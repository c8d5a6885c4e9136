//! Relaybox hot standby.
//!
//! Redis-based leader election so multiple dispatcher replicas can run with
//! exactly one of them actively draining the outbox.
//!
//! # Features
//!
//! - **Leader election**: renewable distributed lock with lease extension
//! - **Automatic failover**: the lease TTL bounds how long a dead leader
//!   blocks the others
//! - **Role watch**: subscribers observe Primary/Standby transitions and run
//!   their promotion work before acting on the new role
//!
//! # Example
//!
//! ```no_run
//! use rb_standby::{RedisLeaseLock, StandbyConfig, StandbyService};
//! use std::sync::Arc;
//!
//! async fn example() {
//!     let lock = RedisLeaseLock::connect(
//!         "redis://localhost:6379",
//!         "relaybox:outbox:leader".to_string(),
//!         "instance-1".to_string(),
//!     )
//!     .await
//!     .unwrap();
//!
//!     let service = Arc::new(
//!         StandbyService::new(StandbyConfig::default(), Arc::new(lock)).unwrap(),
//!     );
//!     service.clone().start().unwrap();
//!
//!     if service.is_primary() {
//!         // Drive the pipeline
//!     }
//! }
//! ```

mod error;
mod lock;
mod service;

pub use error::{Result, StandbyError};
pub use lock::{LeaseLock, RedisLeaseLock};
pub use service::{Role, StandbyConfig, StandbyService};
---
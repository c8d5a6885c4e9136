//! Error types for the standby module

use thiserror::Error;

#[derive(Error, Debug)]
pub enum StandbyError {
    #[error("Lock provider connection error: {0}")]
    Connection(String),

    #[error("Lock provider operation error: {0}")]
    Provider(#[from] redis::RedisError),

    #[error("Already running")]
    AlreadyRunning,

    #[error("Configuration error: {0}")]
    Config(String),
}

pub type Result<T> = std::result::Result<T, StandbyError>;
...
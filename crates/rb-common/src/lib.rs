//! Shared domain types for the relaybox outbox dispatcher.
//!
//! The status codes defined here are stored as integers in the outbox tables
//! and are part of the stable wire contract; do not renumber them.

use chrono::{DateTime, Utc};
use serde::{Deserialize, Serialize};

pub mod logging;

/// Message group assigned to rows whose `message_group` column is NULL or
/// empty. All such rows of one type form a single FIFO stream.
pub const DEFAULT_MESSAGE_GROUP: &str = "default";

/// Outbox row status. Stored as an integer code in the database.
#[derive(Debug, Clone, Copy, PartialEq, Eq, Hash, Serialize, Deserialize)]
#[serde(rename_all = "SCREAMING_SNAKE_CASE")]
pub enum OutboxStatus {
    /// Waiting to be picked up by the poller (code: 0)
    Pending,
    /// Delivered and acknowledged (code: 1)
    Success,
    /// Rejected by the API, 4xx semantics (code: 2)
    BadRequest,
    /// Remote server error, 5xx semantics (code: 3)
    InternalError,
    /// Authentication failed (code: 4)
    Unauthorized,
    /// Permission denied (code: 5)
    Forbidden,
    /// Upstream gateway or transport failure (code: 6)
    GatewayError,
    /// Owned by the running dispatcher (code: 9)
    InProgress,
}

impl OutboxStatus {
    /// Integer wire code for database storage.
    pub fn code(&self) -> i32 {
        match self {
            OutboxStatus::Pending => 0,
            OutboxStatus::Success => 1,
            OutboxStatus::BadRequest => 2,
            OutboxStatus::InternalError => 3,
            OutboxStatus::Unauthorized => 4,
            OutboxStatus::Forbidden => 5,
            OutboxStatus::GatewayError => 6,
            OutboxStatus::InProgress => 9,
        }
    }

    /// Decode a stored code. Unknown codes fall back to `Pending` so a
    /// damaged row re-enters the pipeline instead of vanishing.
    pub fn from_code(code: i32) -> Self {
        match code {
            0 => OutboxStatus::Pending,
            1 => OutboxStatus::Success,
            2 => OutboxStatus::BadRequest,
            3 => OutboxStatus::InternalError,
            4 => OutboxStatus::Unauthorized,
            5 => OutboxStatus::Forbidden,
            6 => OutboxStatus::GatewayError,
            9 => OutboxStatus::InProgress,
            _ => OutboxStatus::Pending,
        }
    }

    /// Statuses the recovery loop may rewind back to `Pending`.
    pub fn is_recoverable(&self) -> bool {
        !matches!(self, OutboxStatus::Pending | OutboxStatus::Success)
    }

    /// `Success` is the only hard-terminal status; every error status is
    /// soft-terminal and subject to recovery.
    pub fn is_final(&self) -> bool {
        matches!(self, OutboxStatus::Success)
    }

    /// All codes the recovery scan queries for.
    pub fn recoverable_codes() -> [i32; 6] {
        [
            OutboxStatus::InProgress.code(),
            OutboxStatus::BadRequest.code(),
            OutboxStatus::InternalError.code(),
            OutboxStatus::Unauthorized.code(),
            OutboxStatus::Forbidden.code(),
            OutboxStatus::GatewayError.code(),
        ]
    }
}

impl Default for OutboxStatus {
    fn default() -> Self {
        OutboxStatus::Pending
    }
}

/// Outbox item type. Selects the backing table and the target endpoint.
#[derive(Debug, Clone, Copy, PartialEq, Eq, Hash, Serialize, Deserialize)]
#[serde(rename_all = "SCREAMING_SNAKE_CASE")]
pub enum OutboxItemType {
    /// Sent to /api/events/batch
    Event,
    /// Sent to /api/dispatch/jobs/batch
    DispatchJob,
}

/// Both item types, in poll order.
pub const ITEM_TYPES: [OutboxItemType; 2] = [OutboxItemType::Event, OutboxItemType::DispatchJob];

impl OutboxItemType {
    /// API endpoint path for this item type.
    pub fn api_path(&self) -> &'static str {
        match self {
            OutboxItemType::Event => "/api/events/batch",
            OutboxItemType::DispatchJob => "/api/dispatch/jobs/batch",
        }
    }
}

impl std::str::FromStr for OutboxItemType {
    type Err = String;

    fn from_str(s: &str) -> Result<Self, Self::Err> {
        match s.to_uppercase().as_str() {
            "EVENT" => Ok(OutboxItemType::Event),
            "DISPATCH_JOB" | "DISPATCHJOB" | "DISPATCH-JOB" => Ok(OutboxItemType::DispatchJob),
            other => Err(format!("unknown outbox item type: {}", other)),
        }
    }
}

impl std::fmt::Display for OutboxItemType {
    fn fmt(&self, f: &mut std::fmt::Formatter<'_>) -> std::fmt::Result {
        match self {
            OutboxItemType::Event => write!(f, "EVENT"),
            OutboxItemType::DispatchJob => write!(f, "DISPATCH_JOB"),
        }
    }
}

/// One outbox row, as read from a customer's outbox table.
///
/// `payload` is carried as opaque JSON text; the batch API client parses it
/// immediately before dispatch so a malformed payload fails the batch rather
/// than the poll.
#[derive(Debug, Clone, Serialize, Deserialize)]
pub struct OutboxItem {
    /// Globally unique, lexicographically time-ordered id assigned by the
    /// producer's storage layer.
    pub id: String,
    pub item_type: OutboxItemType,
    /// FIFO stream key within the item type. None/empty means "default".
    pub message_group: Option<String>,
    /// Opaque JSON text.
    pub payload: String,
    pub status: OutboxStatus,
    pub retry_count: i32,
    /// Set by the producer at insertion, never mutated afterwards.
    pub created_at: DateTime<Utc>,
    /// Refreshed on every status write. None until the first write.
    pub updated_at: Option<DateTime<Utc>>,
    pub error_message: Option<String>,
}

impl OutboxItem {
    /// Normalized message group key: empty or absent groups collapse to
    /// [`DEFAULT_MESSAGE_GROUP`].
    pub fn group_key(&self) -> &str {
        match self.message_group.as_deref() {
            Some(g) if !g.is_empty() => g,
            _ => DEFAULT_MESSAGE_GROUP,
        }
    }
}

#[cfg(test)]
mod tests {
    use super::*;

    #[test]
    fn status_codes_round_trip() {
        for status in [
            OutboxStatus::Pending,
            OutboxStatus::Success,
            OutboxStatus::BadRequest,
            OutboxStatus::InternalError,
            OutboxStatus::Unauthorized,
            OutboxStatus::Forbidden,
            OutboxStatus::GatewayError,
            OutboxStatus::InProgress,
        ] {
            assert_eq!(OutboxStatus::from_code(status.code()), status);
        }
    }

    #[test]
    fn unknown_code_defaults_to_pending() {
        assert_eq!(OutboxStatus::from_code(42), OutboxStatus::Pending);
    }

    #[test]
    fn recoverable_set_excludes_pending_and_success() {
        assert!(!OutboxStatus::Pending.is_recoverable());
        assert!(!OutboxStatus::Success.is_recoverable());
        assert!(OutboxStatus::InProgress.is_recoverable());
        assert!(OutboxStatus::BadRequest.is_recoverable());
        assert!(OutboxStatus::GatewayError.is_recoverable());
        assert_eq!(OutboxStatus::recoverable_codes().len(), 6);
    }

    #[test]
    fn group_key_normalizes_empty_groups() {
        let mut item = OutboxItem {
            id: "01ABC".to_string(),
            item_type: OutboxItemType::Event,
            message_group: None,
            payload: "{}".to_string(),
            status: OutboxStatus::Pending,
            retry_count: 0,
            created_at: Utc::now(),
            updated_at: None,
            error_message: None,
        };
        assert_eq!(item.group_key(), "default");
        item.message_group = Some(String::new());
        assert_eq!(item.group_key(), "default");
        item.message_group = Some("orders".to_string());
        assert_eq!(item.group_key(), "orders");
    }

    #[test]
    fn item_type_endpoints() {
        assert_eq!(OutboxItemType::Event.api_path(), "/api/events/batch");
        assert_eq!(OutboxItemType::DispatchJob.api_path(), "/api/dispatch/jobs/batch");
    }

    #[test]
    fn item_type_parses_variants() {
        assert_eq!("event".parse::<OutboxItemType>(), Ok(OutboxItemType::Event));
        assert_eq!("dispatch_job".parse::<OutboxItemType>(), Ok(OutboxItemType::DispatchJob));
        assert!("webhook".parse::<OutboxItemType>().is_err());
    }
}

▸ WHAT NEEDS TO BE DONE: The word "StandbyConfig" appears in some lines above. Return every one of those lines.

▸ EXERCISE RESULT:
//! use rb_standby::{RedisLeaseLock, StandbyConfig, StandbyService};
//!         StandbyService::new(StandbyConfig::default(), Arc::new(lock)).unwrap(),
pub use service::{Role, StandbyConfig, StandbyService};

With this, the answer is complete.